Records contained in a dataset
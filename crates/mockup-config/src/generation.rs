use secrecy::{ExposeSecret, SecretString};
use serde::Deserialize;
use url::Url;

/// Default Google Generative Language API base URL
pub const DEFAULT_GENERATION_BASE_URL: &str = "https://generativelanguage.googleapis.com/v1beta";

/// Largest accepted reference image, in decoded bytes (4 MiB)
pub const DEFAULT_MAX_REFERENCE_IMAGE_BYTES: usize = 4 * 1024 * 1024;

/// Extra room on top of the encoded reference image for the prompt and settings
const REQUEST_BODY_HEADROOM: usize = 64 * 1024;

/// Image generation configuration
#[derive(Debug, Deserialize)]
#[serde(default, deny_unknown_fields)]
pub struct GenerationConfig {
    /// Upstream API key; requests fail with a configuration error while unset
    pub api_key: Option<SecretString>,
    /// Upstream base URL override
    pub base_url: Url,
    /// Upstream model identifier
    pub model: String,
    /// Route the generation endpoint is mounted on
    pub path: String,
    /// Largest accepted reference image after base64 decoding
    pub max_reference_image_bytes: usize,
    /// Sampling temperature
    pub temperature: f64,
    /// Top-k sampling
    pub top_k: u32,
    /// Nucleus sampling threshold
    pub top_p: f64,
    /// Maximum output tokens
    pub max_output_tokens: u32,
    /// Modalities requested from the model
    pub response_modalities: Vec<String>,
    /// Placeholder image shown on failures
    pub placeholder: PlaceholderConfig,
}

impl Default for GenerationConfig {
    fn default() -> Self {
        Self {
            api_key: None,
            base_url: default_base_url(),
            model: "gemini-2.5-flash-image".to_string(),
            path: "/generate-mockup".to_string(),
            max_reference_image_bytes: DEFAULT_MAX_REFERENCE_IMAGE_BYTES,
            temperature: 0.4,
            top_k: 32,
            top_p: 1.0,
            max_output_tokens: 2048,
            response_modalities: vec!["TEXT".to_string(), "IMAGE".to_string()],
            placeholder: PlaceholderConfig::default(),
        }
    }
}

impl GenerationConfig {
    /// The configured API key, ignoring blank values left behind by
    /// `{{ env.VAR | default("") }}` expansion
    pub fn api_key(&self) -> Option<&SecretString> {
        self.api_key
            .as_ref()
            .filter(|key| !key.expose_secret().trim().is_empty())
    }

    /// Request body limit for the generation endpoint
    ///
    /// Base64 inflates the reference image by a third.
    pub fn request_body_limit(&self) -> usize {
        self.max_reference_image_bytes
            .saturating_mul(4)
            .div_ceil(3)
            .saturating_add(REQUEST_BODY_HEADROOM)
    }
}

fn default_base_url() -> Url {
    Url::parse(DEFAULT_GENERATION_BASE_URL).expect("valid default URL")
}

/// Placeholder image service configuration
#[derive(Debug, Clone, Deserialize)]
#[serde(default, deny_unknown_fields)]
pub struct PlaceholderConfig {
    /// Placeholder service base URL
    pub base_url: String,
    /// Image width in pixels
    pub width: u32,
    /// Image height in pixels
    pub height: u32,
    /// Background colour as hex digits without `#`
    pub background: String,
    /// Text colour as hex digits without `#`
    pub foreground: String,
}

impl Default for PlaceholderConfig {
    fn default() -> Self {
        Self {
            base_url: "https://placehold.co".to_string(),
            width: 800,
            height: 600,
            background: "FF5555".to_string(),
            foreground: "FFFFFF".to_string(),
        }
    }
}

--

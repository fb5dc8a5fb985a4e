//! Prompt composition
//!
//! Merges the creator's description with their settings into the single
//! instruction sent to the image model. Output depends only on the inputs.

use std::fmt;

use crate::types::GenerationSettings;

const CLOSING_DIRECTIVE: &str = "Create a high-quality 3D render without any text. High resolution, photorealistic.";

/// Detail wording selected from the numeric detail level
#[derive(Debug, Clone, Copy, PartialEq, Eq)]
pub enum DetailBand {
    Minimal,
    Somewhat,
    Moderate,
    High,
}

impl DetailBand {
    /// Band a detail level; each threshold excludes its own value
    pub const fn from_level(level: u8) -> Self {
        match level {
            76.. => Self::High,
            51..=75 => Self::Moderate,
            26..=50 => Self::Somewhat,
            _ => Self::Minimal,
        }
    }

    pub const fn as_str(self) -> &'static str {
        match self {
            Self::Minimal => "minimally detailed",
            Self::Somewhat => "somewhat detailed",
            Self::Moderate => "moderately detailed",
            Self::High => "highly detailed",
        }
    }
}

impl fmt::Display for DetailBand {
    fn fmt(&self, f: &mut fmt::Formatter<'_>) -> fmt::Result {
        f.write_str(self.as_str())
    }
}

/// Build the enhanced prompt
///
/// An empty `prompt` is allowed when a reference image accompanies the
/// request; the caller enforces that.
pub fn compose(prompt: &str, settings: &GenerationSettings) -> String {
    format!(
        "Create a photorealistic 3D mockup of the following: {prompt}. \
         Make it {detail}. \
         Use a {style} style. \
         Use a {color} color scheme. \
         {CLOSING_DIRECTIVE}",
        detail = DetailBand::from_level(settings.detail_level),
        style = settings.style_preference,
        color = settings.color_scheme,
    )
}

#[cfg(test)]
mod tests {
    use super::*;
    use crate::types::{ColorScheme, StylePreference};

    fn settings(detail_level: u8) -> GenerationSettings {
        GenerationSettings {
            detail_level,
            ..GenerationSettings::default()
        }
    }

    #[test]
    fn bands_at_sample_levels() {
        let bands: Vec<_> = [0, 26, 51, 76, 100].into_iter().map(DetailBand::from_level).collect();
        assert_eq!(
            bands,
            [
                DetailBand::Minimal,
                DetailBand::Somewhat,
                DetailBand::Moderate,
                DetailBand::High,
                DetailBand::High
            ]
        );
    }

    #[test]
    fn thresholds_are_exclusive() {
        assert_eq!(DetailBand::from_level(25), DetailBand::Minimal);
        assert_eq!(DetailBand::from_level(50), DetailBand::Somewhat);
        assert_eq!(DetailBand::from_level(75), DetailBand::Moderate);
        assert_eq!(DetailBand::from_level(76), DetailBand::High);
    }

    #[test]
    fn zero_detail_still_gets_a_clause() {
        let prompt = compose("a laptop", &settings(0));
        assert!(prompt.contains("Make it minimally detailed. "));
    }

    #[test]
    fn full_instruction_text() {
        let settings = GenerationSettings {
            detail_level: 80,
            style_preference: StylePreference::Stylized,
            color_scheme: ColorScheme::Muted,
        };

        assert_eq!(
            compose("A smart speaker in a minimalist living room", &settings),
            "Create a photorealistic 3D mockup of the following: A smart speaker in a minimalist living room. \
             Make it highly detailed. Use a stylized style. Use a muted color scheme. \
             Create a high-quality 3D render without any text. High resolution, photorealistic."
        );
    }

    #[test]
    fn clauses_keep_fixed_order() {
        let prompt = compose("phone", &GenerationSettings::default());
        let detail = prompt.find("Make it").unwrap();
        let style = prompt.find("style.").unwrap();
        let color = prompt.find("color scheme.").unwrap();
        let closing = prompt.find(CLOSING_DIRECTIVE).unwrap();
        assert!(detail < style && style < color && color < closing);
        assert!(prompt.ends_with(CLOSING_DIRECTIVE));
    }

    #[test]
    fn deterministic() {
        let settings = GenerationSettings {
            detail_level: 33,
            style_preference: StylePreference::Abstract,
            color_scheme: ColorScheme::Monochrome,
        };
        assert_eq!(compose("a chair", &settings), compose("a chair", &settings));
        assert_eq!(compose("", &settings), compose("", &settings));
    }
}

### Task requirements:
From the records above, transcribe without alteration every line from the one with "filename crates/mockup-config/src/generation.rs" to the one with "Maximum output tokens", inclusive.

### Task result:
filename crates/mockup-config/src/generation.rs
use secrecy::{ExposeSecret, SecretString};
use serde::Deserialize;
use url::Url;

/// Default Google Generative Language API base URL
pub const DEFAULT_GENERATION_BASE_URL: &str = "https://generativelanguage.googleapis.com/v1beta";

/// Largest accepted reference image, in decoded bytes (4 MiB)
pub const DEFAULT_MAX_REFERENCE_IMAGE_BYTES: usize = 4 * 1024 * 1024;

/// Extra room on top of the encoded reference image for the prompt and settings
const REQUEST_BODY_HEADROOM: usize = 64 * 1024;

/// Image generation configuration
#[derive(Debug, Deserialize)]
#[serde(default, deny_unknown_fields)]
pub struct GenerationConfig {
    /// Upstream API key; requests fail with a configuration error while unset
    pub api_key: Option<SecretString>,
    /// Upstream base URL override
    pub base_url: Url,
    /// Upstream model identifier
    pub model: String,
    /// Route the generation endpoint is mounted on
    pub path: String,
    /// Largest accepted reference image after base64 decoding
    pub max_reference_image_bytes: usize,
    /// Sampling temperature
    pub temperature: f64,
    /// Top-k sampling
    pub top_k: u32,
    /// Nucleus sampling threshold
    pub top_p: f64,
    /// Maximum output tokens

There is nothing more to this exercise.